Kaum muslimin rahimakumullah....
Di antara bentuk ketakwaan yang paling nyata adalah menjaga shalat — tiang agama dan rukun Islam yang kedua setelah syahadat. Shalat memiliki kedudukan yang sangat tinggi dalam agama Islam. Ia bukan sekadar kewajiban, tetapi merupakan tiang utama agama, penentu baik buruknya amal, dan jalan menuju surga bagi setiap hamba yang menjaganya. Syariat kita yang mulia menjelaskan tentang tingginya kedudukan shalat dalam agama Islam, yang di antaranya adalah:
1. Shalat Merupakan Amalan Pertama yang Akan Dihisab.
Rasulullah Shallallahu ‘alaihi wa sallam bersabda:
إنَّ أَوَّلَ مَا يُحَاسَبُ بِهِ العَبْدُ يَوْمَ القِيَامَةِ مِنْ عَمَلِهِ صَلاَتُهُ، فَإنْ صَلُحَتْ، فَقَدْ أفْلَحَ وأَنْجَحَ، وَإنْ فَسَدَتْ، فَقَدْ خَابَ وَخَسِرَ
“Sesungguhnya amal seorang hamba yang pertama kali dihisab di hari Kiamat adalah shalatnya. Jika shalatnya bagus, maka ia beruntung dan sukses, dan jika shalatnya rusak, maka ia menyesal dan rugi.” (HR. Tirmidzi, no. 413).

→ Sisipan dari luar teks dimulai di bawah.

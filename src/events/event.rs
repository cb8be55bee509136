//! # Lifecycle events emitted by tasks, tasksets and subscriber workers.
//!
//! The [`EventKind`] enum classifies events across three groups:
//! - **Task events**: one execution of a [`Task`](crate::Task) (starting, completed, failed, panicked)
//! - **Taskset events**: one fan-out/fan-in run (starting, completed)
//! - **Subscriber events**: problems inside the subscriber fan-out (panic, overflow)
//!
//! The [`Event`] struct carries the metadata: timestamp, task name, slot index,
//! counts and a reason string.
//!
//! ## Ordering guarantees
//! Each event has a globally unique sequence number (`seq`) that increases monotonically.
//! Events from concurrently running tasks interleave; use `seq` to order them.
//!
//! ## Example
//! ```rust
//! use taskset::{Event, EventKind};
//!
//! let ev = Event::new(EventKind::TaskPanicked)
//!     .with_task("parse")
//!     .with_slot(2)
//!     .with_reason("index out of bounds");
//!
//! assert_eq!(ev.kind, EventKind::TaskPanicked);
//! assert_eq!(ev.task.as_deref(), Some("parse"));
//! assert_eq!(ev.slot, Some(2));
//! ```

use std::sync::atomic::{AtomicU64, Ordering as AtomicOrdering};
use std::sync::Arc;
use std::time::SystemTime;

/// Global sequence counter for event ordering.
static EVENT_SEQ: AtomicU64 = AtomicU64::new(0);

/// Classification of lifecycle events.
#[derive(Debug, Clone, Copy, PartialEq, Eq)]
pub enum EventKind {
    // === Task events ===
    /// Handler is about to run.
    ///
    /// Sets:
    /// - `task`: task name (if named)
    /// - `slot`: position in the taskset (if launched by one)
    TaskStarting,

    /// Handler returned a result without an error.
    ///
    /// Sets: `task`, `slot`
    TaskCompleted,

    /// Handler returned a result with an error it set itself.
    ///
    /// Sets: `task`, `slot`, `reason` (error text)
    TaskFailed,

    /// Handler panicked; the panic was converted into an error result.
    ///
    /// Sets: `task`, `slot`, `reason` (panic text)
    TaskPanicked,

    // === Taskset events ===
    /// A taskset run is fanning out.
    ///
    /// Sets: `tasks` (number of slots)
    TasksetStarting,

    /// Every slot of a taskset run produced its result.
    ///
    /// Sets: `tasks`, `failed` (slots whose result carries an error)
    TasksetCompleted,

    // === Subscriber events ===
    /// Subscriber panicked during event processing.
    ///
    /// Sets: `task` (subscriber name), `reason` (panic text)
    SubscriberPanicked,

    /// Subscriber dropped an event (queue full or worker closed).
    ///
    /// Sets: `task` (subscriber name), `reason`
    SubscriberOverflow,
}

/// Lifecycle event with optional metadata.
///
/// - `seq`: monotonic global sequence for ordering
/// - `at`: wall-clock timestamp (for logs)
/// - other optional fields are set depending on the [`EventKind`]
#[derive(Clone, Debug)]
pub struct Event {
    /// Globally unique, monotonically increasing sequence number.
    pub seq: u64,
    /// Wall-clock timestamp.
    pub at: SystemTime,
    /// Event classification.
    pub kind: EventKind,
    /// Task (or subscriber) name, if known.
    pub task: Option<Arc<str>>,
    /// Slot index inside a taskset.
    pub slot: Option<u32>,
    /// Number of slots in a taskset run.
    pub tasks: Option<u32>,
    /// Number of slots that finished with an error.
    pub failed: Option<u32>,
    /// Human-readable reason (error or panic text, overflow details).
    pub reason: Option<Arc<str>>,
}

impl Event {
    /// Creates a new event of the given kind with current timestamp and next sequence number.
    pub fn new(kind: EventKind) -> Self {
        Self {
            seq: EVENT_SEQ.fetch_add(1, AtomicOrdering::Relaxed),
            at: SystemTime::now(),
            kind,
            task: None,
            slot: None,
            tasks: None,
            failed: None,
            reason: None,
        }
    }

    /// Attaches a human-readable reason.
    #[inline]
    pub fn with_reason(mut self, reason: impl Into<Arc<str>>) -> Self {
        self.reason = Some(reason.into());
        self
    }

    /// Attaches a task name.
    #[inline]
    pub fn with_task(mut self, task: impl Into<Arc<str>>) -> Self {
        self.task = Some(task.into());
        self
    }

    /// Attaches an optional task name; `None` leaves the field empty.
    #[inline]
    pub fn with_task_opt(mut self, task: Option<&Arc<str>>) -> Self {
        self.task = task.cloned();
        self
    }

    /// Attaches a taskset slot index (saturates at `u32::MAX`).
    #[inline]
    pub fn with_slot(mut self, slot: usize) -> Self {
        self.slot = Some(saturate(slot));
        self
    }

    /// Attaches the number of slots in a taskset run.
    #[inline]
    pub fn with_tasks(mut self, n: usize) -> Self {
        self.tasks = Some(saturate(n));
        self
    }

    /// Attaches the number of failed slots.
    #[inline]
    pub fn with_failed(mut self, n: usize) -> Self {
        self.failed = Some(saturate(n));
        self
    }

    /// Creates a subscriber overflow event.
    #[inline]
    pub fn subscriber_overflow(subscriber: &'static str, reason: &'static str) -> Self {
        Event::new(EventKind::SubscriberOverflow)
            .with_task(subscriber)
            .with_reason(format!("subscriber={subscriber} reason={reason}"))
    }

    /// Creates a subscriber panic event.
    #[inline]
    pub fn subscriber_panicked(subscriber: &'static str, info: String) -> Self {
        Event::new(EventKind::SubscriberPanicked)
            .with_task(subscriber)
            .with_reason(info)
    }

    /// `true` for events the subscriber layer reports about itself.
    #[inline]
    pub fn is_subscriber_event(&self) -> bool {
        matches!(
            self.kind,
            EventKind::SubscriberPanicked | EventKind::SubscriberOverflow
        )
    }
}

fn saturate(n: usize) -> u32 {
    u32::try_from(n).unwrap_or(u32::MAX)
}
//! # Event subscribers.
//!
//! ```text
//!   task thread ── publish(Event) ──► Bus ──► executor listener ──► SubscriberSet
//!                                                                      │
//!                                                           ┌──────────┼──────────┐
//!                                                           ▼          ▼          ▼
//!                                                       LogWriter   Metrics    Custom
//! ```
//!
//! Implement [`Subscribe`] and pass it to
//! [`ExecutorBuilder::with_subscribers`](crate::ExecutorBuilder::with_subscribers).

#[cfg(feature = "logging")]
mod log;
mod set;
mod subscribe;

#[cfg(feature = "logging")]
pub use log::LogWriter;
pub(crate) use set::SubscriberSet;
pub use subscribe::Subscribe;
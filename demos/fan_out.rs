//! # Example: fan_out
//!
//! Runs a handful of tasks as one taskset and prints the ordered results.
//!
//! Demonstrates how to:
//! - Bind handlers to parameters with [`Task::new`].
//! - Mix successful, failing, panicking and empty slots in one [`Taskset`].
//! - Collect results with [`Taskset::wait_all`] and with a resolver via [`Taskset::run`].
//!
//! ## Flow
//! ```text
//! Taskset::wait_all()
//!     ├─► publish(TasksetStarting)
//!     ├─► slot 0: sum(2, 3)        ─► Ok(5)
//!     ├─► slot 1: sum()            ─► panic ─► Err(index out of bounds ...)
//!     ├─► slot 2: checked_div(1, 0) ─► Err(division by zero)
//!     ├─► slot 3: empty            ─► Err(task is null)
//!     └─► publish(TasksetCompleted)
//! ```
//!
//! ## Run
//! ```bash
//! cargo run --example fan_out
//! cargo run --example fan_out --features logging
//! ```

use std::sync::Arc;
use std::time::Duration;

use taskset::{Config, Executor, Task, TaskResult, Taskset};

fn sum(params: &[i64]) -> TaskResult<i64> {
    TaskResult::ok(params[0] + params[1])
}

fn checked_div(params: &[i64]) -> TaskResult<i64> {
    match params[0].checked_div(params[1]) {
        Some(q) => TaskResult::ok(q),
        None => TaskResult::fail("division by zero"),
    }
}

#[tokio::main]
async fn main() -> Result<(), Box<dyn std::error::Error>> {
    // 1. Subscribers (optional)
    #[cfg(feature = "logging")]
    let subs: Vec<Arc<dyn taskset::Subscribe>> = vec![Arc::new(taskset::LogWriter::new())];
    #[cfg(not(feature = "logging"))]
    let subs: Vec<Arc<dyn taskset::Subscribe>> = Vec::new();

    // 2. Executor on the current runtime
    let exec = Executor::builder(Config::default())
        .with_subscribers(subs)
        .build()?;

    // 3. Build the set
    let mut set = Taskset::new();
    set.add(Task::new(sum, vec![2, 3]).with_name("sum"));
    set.add(Task::new(sum, vec![]).with_name("sum-empty"));
    set.add(Task::new(checked_div, vec![1, 0]).with_name("div"));
    set.add_slot(None);

    // 4. Wait for everything
    for (slot, res) in set.wait_all(&exec).await.into_iter().enumerate() {
        match res.into_result() {
            Ok(data) => println!("slot {slot}: ok {data:?}"),
            Err(e) => println!("slot {slot}: {} ({})", e, e.as_label()),
        }
    }

    // 5. Same set, callback style
    let (tx, rx) = tokio::sync::oneshot::channel();
    set.run(&exec, move |results| {
        let _ = tx.send(results.iter().filter(|r| r.is_ok()).count());
    });
    println!("succeeded via resolver: {}", rx.await?);

    // Give subscriber workers a moment to flush.
    tokio::time::sleep(Duration::from_millis(50)).await;
    Ok(())
}
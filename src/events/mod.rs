//! Lifecycle events: types and broadcast bus.
//!
//! ## Contents
//! - [`EventKind`], [`Event`] event classification and metadata
//! - [`Bus`] thin wrapper over `tokio::sync::broadcast`
//!
//! ## Quick reference
//! - **Publishers**: task threads (`Task::run`), taskset collectors, `SubscriberSet` workers.
//! - **Consumers**: the executor listener (fans out to `SubscriberSet`) and any
//!   receiver obtained from `Executor::subscribe()`.

mod bus;
mod event;

pub use bus::Bus;
pub use event::{Event, EventKind};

Bayangkan, jamaah sekalian — di hari yang menegangkan itu, saat semua manusia menunggu keputusan Allah, yang pertama kali diperiksa bukanlah harta, jabatan, atau amal sosial kita, melainkan shalat. Maka siapa yang shalatnya baik, seluruh amal lainnya akan baik. Tapi siapa yang shalatnya rusak, seluruh amalnya terancam ikut rusak.
2. Shalat adalah Tiang Agama Islam
Dalam sebuah hadits yang diriwayatkan dari Mu’adz bin Jabal, Rasulullah shallallahu ‘alaihi wasallam bersabda:
رَأْسُ الأَمْرِ الإِسْلاَمُ وَعَمُودُهُ الصَّلاَةُ
“Inti (pokok) segala perkara adalah Islam dan tiangnya (penopangnya) adalah shalat.” (HR. Tirmidzi no. 2616)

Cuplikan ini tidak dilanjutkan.